Hitting Govt-19, the colleges are making the unthinkable and cut-off deadline

When Kenneth Magor became president at Medellin College in 2015, he said the small, private school in Buffalo, New York, was “keeping the paycheck to paycheck.” Admission is low and small assets are flat.

Then came the corona virus infection. The campus closed and revenue fell 15%. Dr. Makour saw what he saw as an opportunity: with the approval of the Board of Trustees, the faculty manuscript was placed in it under the section “Acts of God.” He laid off several professors, downgraded the Homeland Security and Health Information Management programs, canceled the tenure’s lifetime job security and rewrote the faculty manual, the rules that governed the school for decades.

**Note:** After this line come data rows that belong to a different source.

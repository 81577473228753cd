//! Host for one issue store, its resolver and the sessions over them

use crate::session::NavigationSession;
use parking_lot::Mutex;
use std::path::Path;
use std::sync::Arc;
use triage_model::loader::{self, LoadFailure};
use triage_model::{Issue, IssueStore, MemoryIssueStore, ModelResult};
use triage_resolve::{ResolveResult, ResolvedTree, ResolverConfig, TreeResolver};

/// Outcome of reloading records from a directory
#[derive(Debug)]
pub struct ReloadReport {
    /// Generation now served
    pub generation: u64,
    /// Issues installed
    pub loaded: usize,
    /// Files skipped
    pub failures: Vec<LoadFailure>,
}

/// Issue store, tree resolver and session factory
///
/// Reloads swap the store generation and then drop cached trees, so
/// resolution always sees one whole generation. Sessions opened earlier
/// keep the tree they already hold until they select a root again.
#[derive(Debug)]
pub struct TriageService {
    store: Arc<MemoryIssueStore>,
    resolver: Arc<TreeResolver>,
    reload_lock: Mutex<()>,
}

impl TriageService {
    /// Create service with default resolver configuration
    #[must_use]
    pub fn new(store: Arc<MemoryIssueStore>) -> Self {
        Self::with_config(store, ResolverConfig::default())
    }

    /// Create service with custom resolver configuration
    #[must_use]
    pub fn with_config(store: Arc<MemoryIssueStore>, config: ResolverConfig) -> Self {
        let resolver = Arc::new(TreeResolver::with_config(store.clone(), config));
        Self {
            store,
            resolver,
            reload_lock: Mutex::new(()),
        }
    }

    /// Create service holding `issues` as its first generation
    ///
    /// # Errors
    /// Returns the first invalid record or a duplicated name
    pub fn from_issues(
        issues: impl IntoIterator<Item = Issue>,
        config: ResolverConfig,
    ) -> ModelResult<Self> {
        let store = Arc::new(MemoryIssueStore::with_issues(issues)?);
        Ok(Self::with_config(store, config))
    }

    /// Backing store
    #[inline]
    #[must_use]
    pub fn store(&self) -> &Arc<MemoryIssueStore> {
        &self.store
    }

    /// Shared resolver
    #[inline]
    #[must_use]
    pub fn resolver(&self) -> &Arc<TreeResolver> {
        &self.resolver
    }

    /// Names offered as navigable roots, in load order
    #[must_use]
    pub fn root_choices(&self) -> Vec<String> {
        self.store.list_visible_issue_names()
    }

    /// New session with no root selected
    #[must_use]
    pub fn open_session(&self) -> NavigationSession {
        NavigationSession::new(Arc::clone(&self.resolver))
    }

    /// Resolve `root_name` through the shared cache
    ///
    /// # Errors
    /// Propagates [`triage_resolve::ResolveError`]
    pub fn resolve(&self, root_name: &str) -> ResolveResult<Arc<ResolvedTree>> {
        self.resolver.resolve(root_name)
    }

    /// Install `issues` as a new generation and drop cached trees
    ///
    /// On error the previous generation and its cache stay in place.
    ///
    /// # Errors
    /// Returns the first invalid record or a duplicated name
    pub fn reload(&self, issues: impl IntoIterator<Item = Issue>) -> ModelResult<u64> {
        let _guard = self.reload_lock.lock();
        let generation = self.store.replace(issues)?;
        self.resolver.clear_cache();
        tracing::info!(generation, "reloaded issue records");
        Ok(generation)
    }

    /// Reload from every record file in `dir`
    ///
    /// Files that fail to parse are reported and left out.
    ///
    /// # Errors
    /// Returns an error when the directory cannot be read or the loaded
    /// records conflict
    pub fn reload_dir(&self, dir: impl AsRef<Path>) -> ModelResult<ReloadReport> {
        let report = loader::load_dir(dir)?;
        for failure in &report.failures {
            tracing::warn!(path = %failure.path.display(), error = %failure.error, "skipping record file");
        }

        let loaded = report.issues.len();
        let generation = self.reload(report.issues)?;
        Ok(ReloadReport {
            generation,
            loaded,
            failures: report.failures,
        })
    }
}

“I believe this is an opportunity to do more than just tinker around the edges. We need to be bold and decisive,” he wrote in a letter to teachers on April 15. “The future of a new paradigm of higher education.”

Dr. Makoor and Leaders Fighting colleges across the country Changes unimaginable, such as unilaterally cutting projects, dismissing professors, and dismissing working hours, are reacting to the epidemic. According to the Department of Labor, schools hired about 150,000 fewer workers in September than they did a year ago. This is a decline of almost 10%. Along the way, they are transforming the centuries-old higher education power structure.

These changes upset the “shared governance” model for running universities with roots in medieval Europe. The board of trustees finally said how a school should be run, but often address the issue of education to teachers who share power with administrators and teachers.